I am not so sanguine as to hope that the foregoing
will have any effect at all on MT zealots, Hal AI
acolytes, or dedicated programmers.(4) Like heroes
of old intent on slaying the foe at any cost, they
pay heed only to news of the latest new weapon alleged
to have power against the minotaur. It may be called
Corpus-Based MT, or Neural Nets, or Hidden Markov
Models, or Three-Dimensional Fuzzy Logic, or perhaps
it may hinge on creating a neurological interface
with the brain itself. Or it may simply be a matter
of time after all, when computers become sufficiently
large and inexpensive, nothing will be beyond their
power, or so goes the tale.
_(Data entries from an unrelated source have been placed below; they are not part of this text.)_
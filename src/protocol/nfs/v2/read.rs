//! Implementation of the READ procedure (procedure 6) for the NFS version 2
//! protocol as defined in RFC 1094 section 2.2.7.
//!
//! The client supplies a file handle, a byte offset and a count; the reply
//! carries refreshed attributes and the data as a counted opaque. A read
//! past the end of the file is not an error, it returns however many bytes
//! remain, possibly zero.

use std::io::{Read, Seek, SeekFrom, Write};

use tracing::debug;

use crate::fs_util;
use crate::protocol::rpc::Context;
use crate::protocol::xdr::{self, deserialize, nfs2, Serialize};

/// Handles the `NFSv2` `READ` procedure (procedure 6).
///
/// The handle is resolved through the shared handle table; a handle this
/// process never issued is stale and answered with NFSERR_NOENT, as is a
/// path that no longer opens.
pub fn nfsproc_read(
    xid: u32,
    input: &mut impl Read,
    output: &mut impl Write,
    context: &Context,
) -> Result<(), anyhow::Error> {
    let args = deserialize::<nfs2::readargs>(input)?;

    let Some(path) = context.handles.path_for_handle(&args.file) else {
        debug!(target: "rpc", "nfsproc_read({:?}) stale handle {:02x?}", xid, &args.file[..4]);
        return reply_noent(xid, output);
    };

    let mut file = match std::fs::File::open(&path) {
        Ok(file) => file,
        Err(err) => {
            debug!(target: "rpc", "nfsproc_read({:?}) open {:?}: {}", xid, path, err);
            return reply_noent(xid, output);
        }
    };

    // Count is capped at the protocol maximum transfer size.
    let count = args.count.min(nfs2::MAXDATA) as usize;
    let mut data = vec![0_u8; count];
    let filled = match file.seek(SeekFrom::Start(args.offset as u64)) {
        Ok(_) => read_until_eof(&mut file, &mut data),
        Err(_) => 0,
    };
    data.truncate(filled);
    debug!(
        target: "rpc",
        "nfsproc_read({:?}) {:?} off={} count={} -> {} bytes",
        xid, path, args.offset, args.count, filled
    );

    let attr = fs_util::fattr_for_path(std::path::Path::new(&path));

    xdr::rpc::make_success_reply(xid).serialize(output)?;
    nfs2::nfsstat::NFS_OK.serialize(output)?;
    attr.serialize(output)?;
    data.as_slice().serialize(output)?;
    Ok(())
}

/// Fills as much of `buf` as the file has left, tolerating short reads.
fn read_until_eof(file: &mut std::fs::File, buf: &mut [u8]) -> usize {
    let mut filled = 0;
    while filled < buf.len() {
        match file.read(&mut buf[filled..]) {
            Ok(0) => break,
            Ok(n) => filled += n,
            Err(err) if err.kind() == std::io::ErrorKind::Interrupted => continue,
            Err(_) => break,
        }
    }
    filled
}

fn reply_noent(xid: u32, output: &mut impl Write) -> Result<(), anyhow::Error> {
    xdr::rpc::make_success_reply(xid).serialize(output)?;
    nfs2::nfsstat::NFSERR_NOENT.serialize(output)?;
    Ok(())
}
But without a complete
algorithm for handling language and linguistic problems,
not all the power in the universe can withstand
the might of the great God GIGO: Garbage In, Garbage
Out.
Some of these approaches may bring some advances
to some aspects of MT. But programmers, AI enthusiasts,
and MT researchers alike would do well to realize
that they too live in the labyrinth of language,
a realm whose navigational problems have long been
underestimated.
NOTES:
(1) This resemblance extends even to
the etymology of the two words, speech and spray,
which are closely related in the Indo- European
family, as are a variety of words beginning with
"spr-" or "sp-" related to spraying
and spreading: Engish/German spread, sprawl,
spray, sprinkle, sp(r)eak, spit, spurt,spout, Spreu,
spritzen, Sprudel, Spucke, spruehen, sprechen,
Dutch spreken, Italian sprazzo, spruzzo,
Latin, spargo, Ancient Greek spendo, speiro,
etc. The presence of the mouth radical in the Chinese
characters for "spurt," "spit,"
"language," and "speak" also
shows how related these concepts are on a cross-cultural
level.
(2) From the author's The Limitations of Computers
As Translation Tools, a chapter from Computers
in Translation: A Practical Appraisal, edited
by John Newton, Routledge, London, 1992.
(3) Peter Wheeler: On Using Professional Translators
to Post-Edit, pp. 353-59, Looking Ahead,
Proceedings of the 31st Annual Conference of
the American Translators Association, Edited
by A. Leslie Willson, Learned Information, Inc,
1990.
(4) I wish there were some way both
programmers and translators could become aware of
their many similarities. Both work at extremely
demanding intellectual tasks requiring a high level
of familiarity with specialized knowledge. Both
tend to live somewhat solitary lives, punctuated
by moments of self-indulgence. Both are beset by
constant deadlines, and both are reputed to be something
of drones. While the programmer often purports to
despise language and sees himself as living in "Cyberspace,"
the translator may feel hostile towards computer
logic while setting up an almost mystical relationship
with his dictionaries and envisioning himself as
dwelling in a realm where reality and meaning meet.
Perhaps both are mistaken in somewhat similar ways.